═══ INPUT MATERIAL
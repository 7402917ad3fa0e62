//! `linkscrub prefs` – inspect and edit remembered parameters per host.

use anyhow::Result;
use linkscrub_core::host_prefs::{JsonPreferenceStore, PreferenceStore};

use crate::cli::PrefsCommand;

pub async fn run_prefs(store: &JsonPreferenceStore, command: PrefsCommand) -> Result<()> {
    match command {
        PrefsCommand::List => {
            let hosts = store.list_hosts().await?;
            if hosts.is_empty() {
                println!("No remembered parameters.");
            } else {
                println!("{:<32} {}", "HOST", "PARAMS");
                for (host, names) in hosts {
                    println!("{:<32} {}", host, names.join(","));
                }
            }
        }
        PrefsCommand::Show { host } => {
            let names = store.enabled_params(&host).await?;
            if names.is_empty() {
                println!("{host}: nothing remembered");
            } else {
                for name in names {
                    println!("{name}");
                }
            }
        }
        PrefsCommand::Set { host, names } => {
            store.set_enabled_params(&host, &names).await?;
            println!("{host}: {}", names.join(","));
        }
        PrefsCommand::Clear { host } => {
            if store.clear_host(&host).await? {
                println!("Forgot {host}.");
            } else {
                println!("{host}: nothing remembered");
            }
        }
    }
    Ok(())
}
══════
═══ INPUT MATERIAL
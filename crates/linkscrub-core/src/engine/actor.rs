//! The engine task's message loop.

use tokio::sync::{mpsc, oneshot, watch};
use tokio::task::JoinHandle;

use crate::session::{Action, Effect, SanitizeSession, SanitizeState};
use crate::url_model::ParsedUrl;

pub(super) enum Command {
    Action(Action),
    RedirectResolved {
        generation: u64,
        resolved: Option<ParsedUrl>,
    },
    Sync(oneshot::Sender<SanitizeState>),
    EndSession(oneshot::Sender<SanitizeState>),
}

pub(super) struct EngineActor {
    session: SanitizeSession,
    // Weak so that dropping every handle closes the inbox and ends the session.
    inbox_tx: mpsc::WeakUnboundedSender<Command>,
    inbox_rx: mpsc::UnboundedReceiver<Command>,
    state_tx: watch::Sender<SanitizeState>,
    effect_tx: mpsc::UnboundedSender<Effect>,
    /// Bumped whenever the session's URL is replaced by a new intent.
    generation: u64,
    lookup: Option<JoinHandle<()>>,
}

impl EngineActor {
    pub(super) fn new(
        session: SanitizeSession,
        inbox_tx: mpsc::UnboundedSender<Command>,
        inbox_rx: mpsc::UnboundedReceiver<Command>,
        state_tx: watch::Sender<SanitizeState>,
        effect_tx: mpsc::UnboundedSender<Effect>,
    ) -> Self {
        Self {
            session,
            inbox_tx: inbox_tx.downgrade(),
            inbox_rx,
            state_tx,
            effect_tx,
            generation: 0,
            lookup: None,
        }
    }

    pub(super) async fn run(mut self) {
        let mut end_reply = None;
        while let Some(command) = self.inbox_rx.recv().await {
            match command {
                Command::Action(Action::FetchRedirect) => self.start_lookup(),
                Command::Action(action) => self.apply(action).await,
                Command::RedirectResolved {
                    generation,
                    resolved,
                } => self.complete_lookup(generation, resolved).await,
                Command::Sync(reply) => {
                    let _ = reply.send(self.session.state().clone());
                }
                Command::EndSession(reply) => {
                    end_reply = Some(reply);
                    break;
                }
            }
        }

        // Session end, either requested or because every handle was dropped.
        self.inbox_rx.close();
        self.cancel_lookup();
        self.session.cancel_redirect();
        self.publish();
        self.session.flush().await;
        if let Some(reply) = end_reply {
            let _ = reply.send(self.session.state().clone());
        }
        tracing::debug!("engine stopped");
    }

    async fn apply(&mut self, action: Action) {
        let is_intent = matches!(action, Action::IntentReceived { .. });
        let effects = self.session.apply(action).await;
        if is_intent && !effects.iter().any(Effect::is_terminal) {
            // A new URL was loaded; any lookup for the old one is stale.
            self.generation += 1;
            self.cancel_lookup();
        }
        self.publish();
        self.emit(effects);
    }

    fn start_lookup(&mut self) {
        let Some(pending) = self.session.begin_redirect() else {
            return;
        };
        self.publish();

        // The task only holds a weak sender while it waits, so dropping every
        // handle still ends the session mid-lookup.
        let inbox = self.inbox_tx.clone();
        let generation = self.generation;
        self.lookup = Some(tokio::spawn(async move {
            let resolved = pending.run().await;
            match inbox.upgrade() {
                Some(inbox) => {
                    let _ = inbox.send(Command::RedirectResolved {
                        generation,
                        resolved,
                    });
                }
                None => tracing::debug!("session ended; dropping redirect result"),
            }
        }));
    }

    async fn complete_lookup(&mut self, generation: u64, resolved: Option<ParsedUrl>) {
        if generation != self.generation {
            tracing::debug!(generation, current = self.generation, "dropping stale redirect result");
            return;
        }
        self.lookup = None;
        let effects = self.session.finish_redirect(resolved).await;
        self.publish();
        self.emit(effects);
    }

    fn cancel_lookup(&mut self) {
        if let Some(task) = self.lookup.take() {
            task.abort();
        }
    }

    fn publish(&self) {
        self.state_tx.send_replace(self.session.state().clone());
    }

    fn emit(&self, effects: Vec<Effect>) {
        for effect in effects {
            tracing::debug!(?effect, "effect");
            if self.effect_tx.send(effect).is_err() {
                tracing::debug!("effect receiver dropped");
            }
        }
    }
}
══════
> TASK STATEMENT
Show the lines of the entries that include the string "Option", copying each in full.

> RESULT BELOW
        resolved: Option<ParsedUrl>,
    lookup: Option<JoinHandle<()>>,
    async fn complete_lookup(&mut self, generation: u64, resolved: Option<ParsedUrl>) {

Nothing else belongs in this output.